Credit:  Action group targets Watford open house | Wind farm opponents to protest | By Paul Morden, Sarnia Observer | Wednesday, February 6, 2013 | www.theobserver.ca ~~

Opponents of a 92-turbine wind farm Nextera Energy is proposing for north Lambton say they want the company to know they’re not going away.

Today, members of the Middlesex-Lambton Wind Action Group called on supporters to join a protest, set to begin at 5 p.m., at a public meeting Nextera is holding at Watford’s Centennial Hall.

It’s the first of three the company is holding this week.

“We continue to protest, mostly just to show Nextera they aren’t welcome here,” said Esther Wrightman, with the wind action group.

She said there’s “extreme opposition” in the community to the company’s plans and the group sent out a notice calling on supporters to bring signs, noise makers and their neighbours out to the Watford meeting.

“If we don’t protest, it’s as if we say, ‘We give up, come on in,’” Wrightman said.

“And that’s not how anybody feels.”

Nextera’s meeting is the part of a final round of open houses the company is holding before submitting its project for provincial environmental approval.

The Jericho Wind Energy Centre already has a contract to sell power from the proposed turbines into Ontario’s electricity grid.

Wrightman said the Jericho centre is part of “a big mass of Nextera projects” in the area.

She lives in Middlesex County, just a short drive east of Watford, where Nextera is planning its 37-turbine Adelaid wind farm. The company’s proposed 45-turbine Bornish wind farm sits to the north of her home, Wrightman said.

“They’re everywhere in our communities.”

Nextera officials have said they would like to have environmental approval in time to begin building the Jericho wind farm by the end of the year.

The company is also holding an open house Thursday, 5 p.m. to 8 p.m., at the Alisa Craig Community Centre, and one Friday, 5 p.m. to 8:30 p.m., at the Legacy Recreation Centre in Thedford.

The Thedford meeting is a new location for the company’s meeting. It had originally been scheduled for Forest’s Kimball Hall but members of the wind action group rented the hall out from under the company.

Marcelle Brooks, a wind action group member who lives in Lambton Shores, said it’s members will be out at all three of the company’s open houses.

“More and more, people are becoming vocal about this,” she said.

“For us, education is power.”

The action group is also holding its own community meeting Friday, 7 p.m., at Kimball Hall.

Brooks said the topics that evening include a boundary setback reductions process allowed under the province’s green energy rules.

It can be used by wind companies to place turbines closer to property lines than set out in the provincial rules, she said.

Brooks added Nextera has reduced the boundary distances for several of the turbine sites proposed in the Jericho project, a move the wind action group argues could impact the safety and use of neighbouring properties.
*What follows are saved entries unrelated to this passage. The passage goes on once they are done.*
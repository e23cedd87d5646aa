//! Error types for the CLI application.

use thiserror::Error;

/// Result type alias for CLI operations.
pub type Result<T> = std::result::Result<T, CliError>;

/// CLI-specific errors.
#[derive(Debug, Error)]
pub enum CliError {
    /// Configuration error
    #[error("Configuration error: {0}")]
    Config(String),

    /// Suggestion pipeline error
    #[error("{0}")]
    Suggest(#[from] namecraft_extractor::ExtractorError),

    /// I/O error
    #[error("I/O error: {0}")]
    Io(#[from] std::io::Error),

    /// Serialization error
    #[error("Serialization error: {0}")]
    Serialization(#[from] serde_json::Error),

    /// TOML parsing error
    #[error("TOML parsing error: {0}")]
    Toml(#[from] toml::de::Error),

    /// Invalid input
    #[error("Invalid input: {0}")]
    InvalidInput(String),
}
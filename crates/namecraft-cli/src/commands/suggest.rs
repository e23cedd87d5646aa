//! Suggest command implementation.

use crate::cli::SuggestArgs;
use crate::config::{Config, ProviderKind};
use crate::error::{CliError, Result};
use crate::output::Formatter;
use namecraft_extractor::{NameSuggester, SuggestionRequest, SuggestionResult};
use namecraft_llm::{GeminiProvider, MockProvider};
use tracing::info;

/// Response served by the mock provider when none is configured.
const SAMPLE_RESPONSE: &str = "Here are some catchy, SEO friendly names:

**Short Names**:
* Lumo
* Brio

**Descriptive Names**:
* Lumo Everyday Essentials
* Brio Signature Collection

**Remember:** Check that the names are not already trademarked.";

/// Execute the suggest command.
pub async fn execute_suggest(
    args: SuggestArgs,
    config: &Config,
    formatter: &Formatter,
) -> Result<()> {
    let result = run_suggestion(args, config).await?;
    println!("{}", formatter.format_suggestion(&result)?);
    Ok(())
}

/// Build the configured provider and run one suggestion.
async fn run_suggestion(args: SuggestArgs, config: &Config) -> Result<SuggestionResult> {
    let mut extractor_config = config.extractor.clone();
    if let Some(policy) = args.policy {
        extractor_config.terminator_policy = policy.into();
    }

    let kind = args.provider.map(Into::into).unwrap_or(config.provider.kind);
    let model = args.model.unwrap_or_else(|| config.provider.model.clone());

    let request = SuggestionRequest {
        title: args.title,
        count: args.count,
        keywords: args.keywords,
    };

    info!("Using {:?} provider with model '{}'", kind, model);

    let result = match kind {
        ProviderKind::Gemini => {
            let api_key = args
                .api_key
                .filter(|k| !k.trim().is_empty())
                .or_else(|| config.api_key())
                .ok_or_else(|| {
                    CliError::Config(format!(
                        "No Gemini API key found. Set {} or provider.api_key",
                        config.provider.api_key_env
                    ))
                })?;

            let mut provider = GeminiProvider::new(api_key)
                .with_model(model)
                .with_max_retries(config.provider.max_retries)
                .with_timeout(config.provider.request_timeout());
            if let Some(endpoint) = &config.provider.endpoint {
                provider = provider.with_endpoint(endpoint.clone());
            }

            NameSuggester::new(provider, extractor_config)?
                .suggest(request)
                .await?
        }
        ProviderKind::Mock => {
            let response = config
                .provider
                .mock_response
                .clone()
                .unwrap_or_else(|| SAMPLE_RESPONSE.to_string());
            let provider = MockProvider::new(response).with_model_name(model);

            NameSuggester::new(provider, extractor_config)?
                .suggest(request)
                .await?
        }
    };

    Ok(result)
}
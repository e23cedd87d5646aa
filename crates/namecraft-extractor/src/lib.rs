//! Namecraft Extractor
//!
//! Pulls list content out of generated text and turns it into product name
//! suggestions.
//!
//! # Overview
//!
//! LLM answers to "suggest some names" prompts arrive as prose wrapped around
//! markdown bullets: a friendly preamble, one or more bold headers with
//! `*` lists under them, and a closing `**Remember:**` note. The
//! [`ListExtractor`] keeps only the header and list lines, in order.
//!
//! # Architecture
//!
//! ```text
//! ProductTitle → PromptBuilder → LLM → ListExtractor → names / markdown
//! ```
//!
//! # Key Features
//!
//! - **List Extraction**: Pure, single-pass line classification
//! - **Terminator Policy**: Skip or stop at commentary lines
//! - **Sections**: List items grouped under their headers
//! - **Name Suggestion**: Prompt building and LLM calls with timeouts
//!
//! # Example Usage
//!
//! ```no_run
//! use namecraft_extractor::{ExtractorConfig, NameSuggester, SuggestionRequest};
//! use namecraft_llm::MockProvider;
//!
//! # async fn example() -> Result<(), Box<dyn std::error::Error>> {
//! let llm = MockProvider::new("Sure!\n**Names**:\n* Lumo\n* Brio\n**Remember:** check trademarks");
//! let suggester = NameSuggester::new(llm, ExtractorConfig::default())?;
//!
//! let result = suggester.suggest(SuggestionRequest::new("Desk Lamp")).await?;
//!
//! println!("{}", result.markdown);
//! println!("Names: {:?}", result.names);
//! # Ok(())
//! # }
//! ```

#![warn(missing_docs)]

mod error;
mod config;
mod types;
mod prompt;
mod extractor;
mod suggester;

#[cfg(test)]
mod tests;

pub use error::ExtractorError;
pub use config::{ExtractorConfig, TerminatorPolicy};
pub use types::{Section, SuggestionMetadata, SuggestionRequest, SuggestionResult};
pub use prompt::PromptBuilder;
pub use extractor::{extract_lists, ListExtractor};
pub use suggester::{names_in, NameSuggester};
//! Line classification for generated list text
//!
//! Generated answers mix prose with bold section headers and `*` bullets.
//! Every line falls into exactly one [`LineKind`]; the checks run in a fixed
//! order so a line matching several rules takes the first one.

/// Marker that opens the trailing "remember" note of a generated answer
pub const REMEMBER_MARKER: &str = "**Remember:**";

/// A bolded label followed by a colon (`**Note:**`), used for annotations
pub const ANNOTATION_MARKER: &str = ":**";

/// Prefix of a bold section header
pub const HEADER_PREFIX: &str = "**";

/// Suffix of a bold section header (`**Section**:`)
pub const HEADER_SUFFIX: &str = "**:";

/// Bullet character recognized for list items
pub const BULLET: char = '*';

/// Byte order mark some responses start with
pub const BYTE_ORDER_MARK: char = '\u{FEFF}';

/// Trim whitespace and byte order marks from both ends
pub fn trim_text(text: &str) -> &str {
    text.trim_matches(|c: char| c.is_whitespace() || c == BYTE_ORDER_MARK)
}

/// Kind of a single line of generated text
#[derive(Debug, Clone, Copy, PartialEq, Eq, Hash)]
pub enum LineKind {
    /// Commentary marker; the line is never kept
    Terminator,

    /// Bold section header such as `**Names**:`
    Header,

    /// Bullet line whose trimmed form starts with `*`
    ListItem,

    /// Prose or blank line
    Other,
}

impl LineKind {
    /// Classify a single line (without its trailing newline)
    ///
    /// Terminator markers are checked before the header shape, so a line
    /// such as `**Note:**:` is a terminator even though it looks like a header.
    pub fn classify(line: &str) -> Self {
        if line.contains(REMEMBER_MARKER) || line.contains(ANNOTATION_MARKER) {
            LineKind::Terminator
        } else if line.starts_with(HEADER_PREFIX) && line.ends_with(HEADER_SUFFIX) {
            LineKind::Header
        } else if trim_text(line).starts_with(BULLET) {
            LineKind::ListItem
        } else {
            LineKind::Other
        }
    }

    /// Whether lines of this kind are copied into the extracted output
    pub fn is_retained(&self) -> bool {
        matches!(self, LineKind::Header | LineKind::ListItem)
    }

    /// Get the kind name as a string
    pub fn as_str(&self) -> &'static str {
        match self {
            LineKind::Terminator => "terminator",
            LineKind::Header => "header",
            LineKind::ListItem => "list_item",
            LineKind::Other => "other",
        }
    }
}

impl std::fmt::Display for LineKind {
    fn fmt(&self, f: &mut std::fmt::Formatter<'_>) -> std::fmt::Result {
        f.write_str(self.as_str())
    }
}

#[cfg(test)]
mod tests {
    use super::*;

    #[test]
    fn test_header_line() {
        assert_eq!(LineKind::classify("**Section Name**:"), LineKind::Header);
    }

    #[test]
    fn test_list_item_lines() {
        assert_eq!(LineKind::classify("* Item one"), LineKind::ListItem);
        assert_eq!(LineKind::classify("  * nested item"), LineKind::ListItem);
        assert_eq!(LineKind::classify("\t*tabbed"), LineKind::ListItem);
        assert_eq!(LineKind::classify("*"), LineKind::ListItem);
    }

    #[test]
    fn test_remember_marker_is_terminator() {
        assert_eq!(LineKind::classify("**Remember:** be nice"), LineKind::Terminator);
    }

    #[test]
    fn test_bold_label_is_terminator() {
        assert_eq!(LineKind::classify("**Note:** some note"), LineKind::Terminator);
        assert_eq!(LineKind::classify("* **Tip:** keep it short"), LineKind::Terminator);
    }

    #[test]
    fn test_terminator_wins_over_header() {
        assert_eq!(LineKind::classify("**Note:**:"), LineKind::Terminator);
    }

    #[test]
    fn test_header_needs_colon_suffix() {
        // Bold without the trailing colon is still a bullet-looking line
        assert_eq!(LineKind::classify("**Bold intro**"), LineKind::ListItem);
        assert_eq!(LineKind::classify("**Section**: trailing"), LineKind::ListItem);
    }

    #[test]
    fn test_indented_header_is_list_item() {
        assert_eq!(LineKind::classify("  **Section**:"), LineKind::ListItem);
    }

    #[test]
    fn test_other_lines() {
        assert_eq!(LineKind::classify(""), LineKind::Other);
        assert_eq!(LineKind::classify("   "), LineKind::Other);
        assert_eq!(LineKind::classify("Here are some names"), LineKind::Other);
        assert_eq!(LineKind::classify("- dash bullet"), LineKind::Other);
        assert_eq!(LineKind::classify("• unicode bullet"), LineKind::Other);
        assert_eq!(LineKind::classify("1. ordered"), LineKind::Other);
    }

    #[test]
    fn test_byte_order_mark_before_bullet() {
        assert_eq!(LineKind::classify("\u{FEFF}* A"), LineKind::ListItem);
        assert_eq!(LineKind::classify("\u{FEFF}"), LineKind::Other);
    }

    #[test]
    fn test_trim_text() {
        assert_eq!(trim_text("\u{FEFF}  * A \r"), "* A");
        assert_eq!(trim_text("\u{FEFF}\u{FEFF}"), "");
        assert_eq!(trim_text("a\u{FEFF}b"), "a\u{FEFF}b");
    }

    #[test]
    fn test_retained_kinds() {
        assert!(LineKind::Header.is_retained());
        assert!(LineKind::ListItem.is_retained());
        assert!(!LineKind::Terminator.is_retained());
        assert!(!LineKind::Other.is_retained());
    }
}

#[cfg(test)]
mod proptests {
    use super::*;
    use proptest::prelude::*;

    proptest! {
        /// Property: any line carrying the annotation marker is a terminator
        #[test]
        fn test_annotation_marker_always_terminates(prefix in ".{0,20}", suffix in ".{0,20}") {
            let line = format!("{}{}{}", prefix, ANNOTATION_MARKER, suffix);
            prop_assert_eq!(LineKind::classify(&line), LineKind::Terminator);
        }

        /// Property: prose without markers is never retained
        #[test]
        fn test_plain_prose_is_other(line in "[a-zA-Z0-9 ,.!?]{0,60}") {
            prop_assert_eq!(LineKind::classify(&line), LineKind::Other);
        }
    }
}
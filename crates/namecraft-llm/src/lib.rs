//! Namecraft LLM Provider Layer
//!
//! Pluggable LLM provider implementations.
//!
//! # Architecture
//!
//! This crate provides implementations of the `LlmProvider` trait from `namecraft-domain`.
//! It supports multiple LLM backends with a common interface.
//!
//! # Providers
//!
//! - `MockProvider`: Deterministic mock for testing
//! - `GeminiProvider`: Google Gemini `generateContent` API integration
//!
//! # Examples
//!
//! ```
//! use namecraft_llm::MockProvider;
//! use namecraft_domain::traits::LlmProvider;
//!
//! let provider = MockProvider::new("* Aurora Lamp");
//! let result = provider.generate("test prompt").unwrap();
//! assert_eq!(result, "* Aurora Lamp");
//! ```

#![warn(missing_docs)]

pub mod gemini;

use namecraft_domain::traits::LlmProvider as LlmProviderTrait;
use std::collections::HashMap;
use std::sync::{Arc, Mutex, PoisonError};
use thiserror::Error;

pub use gemini::GeminiProvider;

/// Errors that can occur during LLM operations
#[derive(Error, Debug)]
pub enum LlmError {
    /// Network or API communication error
    #[error("Communication error: {0}")]
    Communication(String),

    /// Invalid response from LLM
    #[error("Invalid response: {0}")]
    InvalidResponse(String),

    /// Rate limit exceeded
    #[error("Rate limit exceeded")]
    RateLimitExceeded,

    /// Model not available
    #[error("Model not available: {0}")]
    ModelNotAvailable(String),

    /// API key missing, invalid or not permitted
    #[error("Authentication failed: {0}")]
    Authentication(String),

    /// Generic error
    #[error("LLM error: {0}")]
    Other(String),
}

impl<T> From<PoisonError<T>> for LlmError {
    fn from(e: PoisonError<T>) -> Self {
        LlmError::Other(format!("Mock state poisoned: {}", e))
    }
}

/// Prompt response that makes [`MockProvider`] fail
const ERROR_SENTINEL: &str = "ERROR";

/// Mock LLM provider for deterministic testing
///
/// This provider returns pre-configured responses without making any network calls.
///
/// # Examples
///
/// ```
/// use namecraft_llm::MockProvider;
/// use namecraft_domain::traits::LlmProvider;
///
/// // Simple fixed response
/// let provider = MockProvider::new("Fixed response");
/// assert_eq!(provider.generate("any prompt").unwrap(), "Fixed response");
///
/// // Multiple responses
/// let mut provider = MockProvider::default();
/// provider.add_response("prompt1", "response1");
/// provider.add_response("prompt2", "response2");
/// assert_eq!(provider.generate("prompt1").unwrap(), "response1");
/// assert_eq!(provider.generate("prompt2").unwrap(), "response2");
/// ```
#[derive(Debug, Clone)]
pub struct MockProvider {
    default_response: String,
    model_name: String,
    responses: Arc<Mutex<HashMap<String, String>>>,
    call_count: Arc<Mutex<usize>>,
    last_prompt: Arc<Mutex<Option<String>>>,
}

impl MockProvider {
    /// Create a new MockProvider with a fixed response for all prompts
    pub fn new(response: impl Into<String>) -> Self {
        Self {
            default_response: response.into(),
            model_name: "mock".to_string(),
            responses: Arc::new(Mutex::new(HashMap::new())),
            call_count: Arc::new(Mutex::new(0)),
            last_prompt: Arc::new(Mutex::new(None)),
        }
    }

    /// Report a different model name in result metadata
    pub fn with_model_name(mut self, model_name: impl Into<String>) -> Self {
        self.model_name = model_name.into();
        self
    }

    /// Add a specific response for a given prompt
    pub fn add_response(&mut self, prompt: impl Into<String>, response: impl Into<String>) {
        self.responses
            .lock()
            .unwrap_or_else(PoisonError::into_inner)
            .insert(prompt.into(), response.into());
    }

    /// Configure to return an error for a specific prompt
    pub fn add_error(&mut self, prompt: impl Into<String>) {
        self.add_response(prompt, ERROR_SENTINEL);
    }

    /// Get the number of times generate was called
    pub fn call_count(&self) -> usize {
        *self.call_count.lock().unwrap_or_else(PoisonError::into_inner)
    }

    /// Reset the call count
    pub fn reset_call_count(&self) {
        *self.call_count.lock().unwrap_or_else(PoisonError::into_inner) = 0;
    }

    /// The most recent prompt passed to generate
    pub fn last_prompt(&self) -> Option<String> {
        self.last_prompt
            .lock()
            .unwrap_or_else(PoisonError::into_inner)
            .clone()
    }
}

impl Default for MockProvider {
    fn default() -> Self {
        Self::new("Default mock response")
    }
}

impl LlmProviderTrait for MockProvider {
    type Error = LlmError;

    fn generate(&self, prompt: &str) -> Result<String, Self::Error> {
        *self.call_count.lock()? += 1;
        *self.last_prompt.lock()? = Some(prompt.to_string());

        let responses = self.responses.lock()?;
        if let Some(response) = responses.get(prompt) {
            if response == ERROR_SENTINEL {
                return Err(LlmError::Other("Mock error".to_string()));
            }
            return Ok(response.clone());
        }

        Ok(self.default_response.clone())
    }

    fn model_name(&self) -> &str {
        &self.model_name
    }
}
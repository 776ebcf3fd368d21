pub mod batch;
pub mod cli;
pub mod config;
pub mod db;
pub mod error;
pub mod global;
pub mod labeling;
pub mod recording;
pub mod summarize;
pub mod transcript;
pub mod transcription;

pub use error::PipelineError;
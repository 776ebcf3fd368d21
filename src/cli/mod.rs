pub mod args;

mod label;
mod record;
mod status;
mod summarize;
mod transcribe;

pub use args::{Cli, CliCommand};
pub use label::{handle_assign_name_command, handle_finalize_labels_command, handle_label_command};
pub use record::{
    handle_recording_status_command, handle_start_recording_command, handle_stop_recording_command,
};
pub use status::{handle_delete_command, handle_status_command};
pub use summarize::handle_summarize_command;
pub use transcribe::{handle_process_pending_command, handle_transcribe_command};
use clap::{Args as ClapArgs, Parser, Subcommand};
use std::path::PathBuf;

#[derive(Parser, Debug)]
#[command(name = "scriba")]
#[command(about = "Record, transcribe, label, and summarize meetings", long_about = None)]
pub struct Cli {
    #[arg(short, long, global = true)]
    pub verbose: bool,

    #[command(subcommand)]
    pub command: CliCommand,
}

#[derive(Subcommand, Debug)]
pub enum CliCommand {
    /// Start a background audio recording
    StartRecording,
    /// Stop the active recording and register the audio file
    StopRecording,
    /// Show whether a recording is in progress
    RecordingStatus,
    /// Transcribe a single audio file
    Transcribe(TranscribeCliArgs),
    /// Transcribe every pending audio file in the watched directory
    ProcessPending,
    /// Show the speaker roster of a transcript with sample utterances
    Label(LabelCliArgs),
    /// Assign a display name to a diarized speaker
    AssignName(AssignNameCliArgs),
    /// Finalize labeling once every speaker has a name
    FinalizeLabels(FinalizeLabelsCliArgs),
    /// Generate a Markdown summary for a labeled transcript
    Summarize(SummarizeCliArgs),
    /// Show pipeline progress: pending, unlabeled, unsummarized
    Status,
    /// Delete an artifact and its registry record
    Delete(DeleteCliArgs),
    /// Print version information
    Version,
}

#[derive(ClapArgs, Debug)]
pub struct TranscribeCliArgs {
    /// Path to the audio file
    pub audio: PathBuf,
}

#[derive(ClapArgs, Debug)]
pub struct LabelCliArgs {
    /// Path to the transcript document
    pub transcript: PathBuf,
    /// Sample utterances to show per speaker
    #[arg(short, long, default_value = "3")]
    pub samples: usize,
}

#[derive(ClapArgs, Debug)]
pub struct AssignNameCliArgs {
    /// Path to the transcript document
    pub transcript: PathBuf,
    /// Diarized speaker id (e.g. "A")
    pub speaker: String,
    /// Display name to assign
    pub name: String,
}

#[derive(ClapArgs, Debug)]
pub struct FinalizeLabelsCliArgs {
    /// Path to the transcript document
    pub transcript: PathBuf,
}

#[derive(ClapArgs, Debug)]
pub struct SummarizeCliArgs {
    /// Path to the labeled transcript document
    pub transcript: PathBuf,
    /// Meeting title (overridden if the summary names its own)
    pub title: String,
}

#[derive(ClapArgs, Debug)]
pub struct DeleteCliArgs {
    /// Path to the audio file or transcript to delete
    pub path: PathBuf,
}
Source:  Action group targets Watford open house | Wind farm opponents to protest | By Paul Morden, Sarnia Observer | Wednesday, February 6, 2013 | www.theobserver.ca

This article is the work of the source indicated. Any opinions expressed in it are not necessarily those of National Wind Watch.

The copyright of this article resides with the author or publisher indicated. As part of its noncommercial educational effort to present the environmental, social, scientific, and economic issues of large-scale wind power development to a global audience seeking such information, National Wind Watch endeavors to observe “fair use” as provided for in section 107 of U.S. Copyright Law and similar “fair dealing” provisions of the copyright laws of other nations. Send requests to excerpt, general inquiries, and comments via e-mail.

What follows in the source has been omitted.